Из пометы на обороте отписки:

«На прошлой на 198 год ясаку брать не велеть, чтоб им быть не в тягость».

* * *

Дореволюционные источники указывают:

«Уплата ясака ложилась на инородцев тяжелым бременем, так как служилые люди старались собирать его с прибылью и позволяли себе разные злоупотребления… ясашные народы терпели от зборщиков ясака и прочих начальников грабительство и разорение».

Едва ли не хуже обстояло дело в самой коренной России. В. О. Ключевский в своём многотомном труде приводит мнение сведущих людей эпохи Петра:

«что из собранных 100 податных рублей только 30 попадают в царскую казну, а остальное чиновники делят между собою за свои труды… Чиновники истинные виртуозы своего ремесла. Средства для взяточничества неисчислимы, и их так же трудно исследовать, как и исчерпать море».

Всё же видится нечто утешительное в мысли, что «коррупционная составляющая» есть неотъемлемый атрибут не только демократического, но и вспоминаемого с ностальгической грустью монархического общества.
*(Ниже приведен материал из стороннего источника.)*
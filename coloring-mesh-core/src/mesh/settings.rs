use crate::{error::ColoringMeshError, Scalar};
use serde::{Deserialize, Serialize};

/// Mesh density knobs changed by the user at runtime.
///
/// # Examples
/// ```
/// use coloring_mesh_core::prelude::*;
///
/// assert!(DensityConfig::default().validate().is_ok());
/// assert_eq!(
///     DensityConfig::new(2, 8).validate(),
///     Err(ColoringMeshError::InvalidDensityConfig {
///         boundary_points: 2,
///         interior_density: 8,
///     }),
/// );
/// ```
#[derive(Debug, Copy, Clone, PartialEq, Eq, Hash, Serialize, Deserialize)]
pub struct DensityConfig {
    /// Number of points placed on the contour (at least 3).
    #[serde(default = "DensityConfig::default_boundary_points")]
    pub boundary_points: usize,
    /// Number of interior grid steps per bounding box axis (at least 1).
    #[serde(default = "DensityConfig::default_interior_density")]
    pub interior_density: usize,
}

impl Default for DensityConfig {
    fn default() -> Self {
        Self {
            boundary_points: Self::default_boundary_points(),
            interior_density: Self::default_interior_density(),
        }
    }
}

impl DensityConfig {
    pub fn new(boundary_points: usize, interior_density: usize) -> Self {
        Self {
            boundary_points,
            interior_density,
        }
    }

    /// Check if config can be used to build a mesh.
    pub fn validate(&self) -> Result<(), ColoringMeshError> {
        if self.boundary_points < 3 || self.interior_density < 1 {
            Err(ColoringMeshError::InvalidDensityConfig {
                boundary_points: self.boundary_points,
                interior_density: self.interior_density,
            })
        } else {
            Ok(())
        }
    }

    fn default_boundary_points() -> usize {
        25
    }

    fn default_interior_density() -> usize {
        8
    }
}

/// Settings of coloring mesh generation.
#[derive(Debug, Clone, PartialEq, Serialize, Deserialize)]
pub struct GenerateColoringMeshSettings {
    /// Minimal pixel count of a foreground region used as the contour source.
    #[serde(default = "GenerateColoringMeshSettings::default_min_region_area")]
    pub min_region_area: usize,
    /// Points closer than this are considered duplicates.
    #[serde(default = "GenerateColoringMeshSettings::default_dedup_epsilon")]
    pub dedup_epsilon: Scalar,
    /// Lower bound of interior grid step.
    #[serde(default = "GenerateColoringMeshSettings::default_min_spacing")]
    pub min_spacing: Scalar,
    /// Interior point jitter as a fraction of grid step.
    #[serde(default = "GenerateColoringMeshSettings::default_jitter")]
    pub jitter: Scalar,
    /// Jitter random seed.
    #[serde(default)]
    pub jitter_seed: u64,
    /// Minimal distance of interior points to the contour as a fraction of grid step.
    #[serde(default = "GenerateColoringMeshSettings::default_boundary_margin")]
    pub boundary_margin: Scalar,
    /// Triangles with smaller area are discarded, unless they have a contour vertex.
    #[serde(default = "GenerateColoringMeshSettings::default_min_triangle_area")]
    pub min_triangle_area: Scalar,
    /// Relative tolerance of triangulated area against contour polygon area.
    #[serde(default = "GenerateColoringMeshSettings::default_coverage_tolerance")]
    pub coverage_tolerance: Scalar,
    /// Limit of edge flips when recovering single boundary edge.
    #[serde(default = "GenerateColoringMeshSettings::default_max_recovery_flips")]
    pub max_recovery_flips: usize,
    /// Multiplier of mesh index cell size.
    #[serde(default = "GenerateColoringMeshSettings::default_index_cell_scale")]
    pub index_cell_scale: Scalar,
}

impl Default for GenerateColoringMeshSettings {
    fn default() -> Self {
        Self {
            min_region_area: Self::default_min_region_area(),
            dedup_epsilon: Self::default_dedup_epsilon(),
            min_spacing: Self::default_min_spacing(),
            jitter: Self::default_jitter(),
            jitter_seed: 0,
            boundary_margin: Self::default_boundary_margin(),
            min_triangle_area: Self::default_min_triangle_area(),
            coverage_tolerance: Self::default_coverage_tolerance(),
            max_recovery_flips: Self::default_max_recovery_flips(),
            index_cell_scale: Self::default_index_cell_scale(),
        }
    }
}

impl GenerateColoringMeshSettings {
    fn default_min_region_area() -> usize {
        1000
    }

    fn default_dedup_epsilon() -> Scalar {
        0.01
    }

    fn default_min_spacing() -> Scalar {
        5.0
    }

    fn default_jitter() -> Scalar {
        0.005
    }

    fn default_boundary_margin() -> Scalar {
        0.25
    }

    fn default_min_triangle_area() -> Scalar {
        0.01
    }

    fn default_coverage_tolerance() -> Scalar {
        1.0e-3
    }

    fn default_max_recovery_flips() -> usize {
        100_000
    }

    fn default_index_cell_scale() -> Scalar {
        1.0
    }
}

#[cfg(test)]
mod tests {
    use super::*;

    #[test]
    fn test_missing_fields_use_defaults() {
        let settings: GenerateColoringMeshSettings =
            serde_json::from_str(r#"{ "min_region_area": 10 }"#).unwrap();
        assert_eq!(settings.min_region_area, 10);
        assert_eq!(settings.min_spacing, 5.0);
        assert_eq!(settings.jitter_seed, 0);
        let config: DensityConfig = serde_json::from_str(r#"{ "interior_density": 3 }"#).unwrap();
        assert_eq!(config, DensityConfig::new(25, 3));
    }
}
/// Removes consecutive duplicates and checks that points form a simple polygon with area.
pub fn validate(points: Vec<Coord>, epsilon: Scalar) -> Result<Vec<Coord>, ContourDefect> {
    let mut result: Vec<Coord> = Vec::with_capacity(points.len());
    for point in points {
        if result.last().map_or(true, |last| last.distance(point) > epsilon) {
            result.push(point);
        }
    }
    while result.len() > 1 && result[0].distance(result[result.len() - 1]) <= epsilon {
        result.pop();
    }
    if result.len() < 3 {
        return Err(ContourDefect::TooFewPoints(result.len()));
    }
    if polygon::signed_area(&result).abs() <= Scalar::EPSILON {
        return Err(ContourDefect::ZeroArea);
    }
    if let Some(point) = polygon::find_self_intersection(&result) {
        return Err(ContourDefect::SelfIntersecting(point));
    }
    Ok(result)
}

/// Extracts boundary contour of the mask foreground with `count` evenly spaced points.
///
/// The largest foreground region is traced. When there is no region large enough, when it
/// touches the image border or when its resampled contour is not a simple polygon, the image
/// frame is used instead.
///
/// # Examples
/// ```
/// use coloring_mesh_core::prelude::*;
///
/// let mask = ForegroundMask::full(100, 100).unwrap();
/// let settings = GenerateColoringMeshSettings::default();
/// let contour = contour::sample_contour(&mask, 4, &settings).unwrap();
/// assert_eq!(contour.source, ContourSource::Frame);
/// assert_eq!(contour.points, vec![
///     Coord::new(0.0, 0.0),
///     Coord::new(99.0, 0.0),
///     Coord::new(99.0, 99.0),
///     Coord::new(0.0, 99.0),
/// ]);
/// ```
pub fn sample_contour(
    mask: &ForegroundMask,
    count: usize,
    settings: &GenerateColoringMeshSettings,
) -> Result<Contour, ColoringMeshError> {
    if count < 3 {
        return Err(ContourDefect::TooFewRequested(count).into());
    }
    let regions = RegionMap::new(mask);
    let traced = match regions.largest(settings.min_region_area) {
        Some(region) if region.touches_border => {
            log::debug!(
                "Largest region ({} px) touches image border, using image frame",
                region.area
            );
            None
        }
        Some(region) => {
            let traced = regions.trace(region);
            if traced.is_none() {
                log::warn!("Tracing region of {} px did not close", region.area);
            }
            traced
        }
        None => {
            log::debug!(
                "No foreground region of at least {} px, using image frame",
                settings.min_region_area
            );
            None
        }
    };
    if let Some(boundary) = traced {
        match validate(resample(&boundary, count), settings.dedup_epsilon) {
            Ok(points) => {
                log::debug!(
                    "Traced contour of {} pixels resampled to {} points",
                    boundary.len(),
                    points.len()
                );
                return Ok(Contour {
                    points,
                    source: ContourSource::Traced,
                });
            }
            Err(defect) => log::warn!("Traced contour rejected ({}), using image frame", defect),
        }
    }
    let points = validate(
        resample(&frame(mask.width(), mask.height()), count),
        settings.dedup_epsilon,
    )?;
    Ok(Contour {
        points,
        source: ContourSource::Frame,
    })
}

#[cfg(test)]
mod tests {
    use super::*;

    fn mask_with_rects(width: usize, height: usize, rects: &[(usize, usize, usize, usize)]) -> ForegroundMask {
        let mut data = vec![0; width * height];
        for (x, y, w, h) in rects {
            for row in *y..(y + h) {
                for col in *x..(x + w) {
                    data[row * width + col] = 255;
                }
            }
        }
        ForegroundMask::new(width, height, data, 0.5).unwrap()
    }

    #[test]
    fn test_labeling_finds_regions() {
        // diagonal neighbours belong to the same region
        let mask = ForegroundMask::new(4, 3, vec![255, 0, 0, 0, 0, 255, 0, 0, 0, 0, 0, 255], 0.5)
            .unwrap();
        let regions = RegionMap::new(&mask);
        assert_eq!(regions.regions().len(), 2);
        assert_eq!(regions.regions()[0].area, 2);
        assert_eq!(regions.regions()[0].start, (0, 0));
        assert_eq!(regions.regions()[1].area, 1);
        assert_eq!(regions.label_at((1, 1)), 1);
        assert_eq!(regions.label_at((3, 2)), 2);
        assert_eq!(regions.label_at((-1, 0)), 0);
        assert_eq!(regions.largest(2).map(|r| r.label), Some(1));
        assert_eq!(regions.largest(3), None);
    }

    #[test]
    fn test_trace_square_region() {
        let mask = mask_with_rects(10, 10, &[(2, 3, 4, 3)]);
        let regions = RegionMap::new(&mask);
        let boundary = regions.trace(&regions.regions()[0]).unwrap();
        // 4x3 block has 10 boundary pixels
        assert_eq!(boundary.len(), 10);
        assert_eq!(boundary[0], Coord::new(2.0, 3.0));
        assert_eq!(boundary[1], Coord::new(3.0, 3.0));
        assert_eq!(boundary[9], Coord::new(2.0, 4.0));
        assert!(polygon::signed_area(&boundary) > 0.0);
    }

    #[test]
    fn test_trace_single_pixel() {
        let mask = mask_with_rects(5, 5, &[(2, 2, 1, 1)]);
        let regions = RegionMap::new(&mask);
        let boundary = regions.trace(&regions.regions()[0]).unwrap();
        assert_eq!(boundary, vec![Coord::new(2.0, 2.0)]);
    }

    #[test]
    fn test_traced_contour_of_inner_square() {
        let mask = mask_with_rects(100, 100, &[(20, 20, 60, 60)]);
        let contour = sample_contour(&mask, 4, &Default::default()).unwrap();
        assert_eq!(contour.source, ContourSource::Traced);
        assert_eq!(
            contour.points,
            vec![
                Coord::new(20.0, 20.0),
                Coord::new(79.0, 20.0),
                Coord::new(79.0, 79.0),
                Coord::new(20.0, 79.0),
            ]
        );
    }

    #[test]
    fn test_largest_region_wins() {
        let mask = mask_with_rects(120, 100, &[(5, 5, 35, 35), (50, 10, 60, 60)]);
        let contour = sample_contour(&mask, 40, &Default::default()).unwrap();
        assert_eq!(contour.source, ContourSource::Traced);
        assert_eq!(contour.points.len(), 40);
        assert!(contour.points.iter().all(|p| p.x >= 50.0 && p.y >= 10.0));
        assert_eq!(contour.points[0], Coord::new(50.0, 10.0));
    }

    #[test]
    fn test_frame_fallbacks() {
        let settings = GenerateColoringMeshSettings::default();
        let small = mask_with_rects(100, 100, &[(40, 40, 10, 10)]);
        let contour = sample_contour(&small, 8, &settings).unwrap();
        assert_eq!(contour.source, ContourSource::Frame);
        let touching = mask_with_rects(100, 100, &[(0, 10, 60, 60)]);
        let contour = sample_contour(&touching, 8, &settings).unwrap();
        assert_eq!(contour.source, ContourSource::Frame);
        assert_eq!(contour.points.len(), 8);
        let empty = ForegroundMask::new(50, 50, vec![0; 2500], 0.5).unwrap();
        assert_eq!(
            sample_contour(&empty, 4, &settings).unwrap().source,
            ContourSource::Frame
        );
    }

    #[test]
    fn test_invalid_requests() {
        let settings = GenerateColoringMeshSettings::default();
        let mask = ForegroundMask::full(10, 10).unwrap();
        assert_eq!(
            sample_contour(&mask, 2, &settings),
            Err(ColoringMeshError::InvalidContour(
                ContourDefect::TooFewRequested(2)
            ))
        );
        let line = ForegroundMask::full(1, 10).unwrap();
        assert_eq!(
            sample_contour(&line, 4, &settings),
            Err(ColoringMeshError::InvalidContour(ContourDefect::ZeroArea))
        );
    }

    #[test]
    fn test_resample_spacing_is_even() {
        let points = resample(&frame(101, 51), 30);
        let perimeter = 300.0 / 30.0;
        for (a, b) in polygon::edges(&points) {
            // corners cut the path short, never make it longer
            assert!(a.distance(b) <= perimeter + 1.0e-3);
            assert!(a.distance(b) >= perimeter * 0.7);
        }
    }

    #[test]
    fn test_validate_rejects_defects() {
        let bow_tie = vec![
            Coord::new(0.0, 0.0),
            Coord::new(10.0, 10.0),
            Coord::new(10.0, 0.0),
            Coord::new(0.0, 10.0),
        ];
        assert!(matches!(
            validate(bow_tie, 0.01),
            Err(ContourDefect::SelfIntersecting(_))
        ));
        let duplicated = vec![
            Coord::new(0.0, 0.0),
            Coord::new(0.0, 0.0),
            Coord::new(5.0, 0.0),
            Coord::new(0.0, 0.0),
        ];
        assert_eq!(validate(duplicated, 0.01), Err(ContourDefect::TooFewPoints(2)));
    }
}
Следует подчеркнуть, что в рассматриваемую эпоху несладко приходилось всем, и, может быть, простому русскому человеку было горше других.

Ключевский писал:

«Пётр понимал экономию народных сил по-своему: чем больше колоть овец, тем больше шерсти должно давать овечье стадо… На русского плательщика он смотрел самым жизнерадостным взглядом, предполагая в нём неистощимый запас всяких податных взносов».

И далее:

«…прямое обложение сведено было в две классовые подати: одна, под названием ямских и полоняничных денег, падала на крепостных людей, другая, стрелецкая, во много раз более тяжелая, была положена на все остальное тяглое население… (С началом Северной войны) регулярная армия и флот потребовали новых средств: введены были новые военные налоги, деньги драгунские, рекрутские, корабельные, подводные; драгунская подать на покупку драгунских лошадей, падавшая и на духовенство, доходила до 2 рублей с сельского двора и до 9 рублей с посадского на наши деньги.

Не было обойдено, конечно, и косвенное обложение… Начиная с 1704 г., один за другим вводились сборы: поземельный, померный и весчий, хомутейный, шапочный и сапожный — от клеймения хомутов, шапок и сапог, подужный с извозчиков — десятая доля найма, посаженный, покосовщина, кожный — с конных и яловочных кож, пчельный, банный, мельничный, с постоялых дворов, с найма домов, с наёмных углов, пролубной, ледокольный, погребной, водопойный, трубный — с печей, привальный и отвальный — с плавных судов, с дров, с продажи съестного, с арбузов, огурцов, орехов…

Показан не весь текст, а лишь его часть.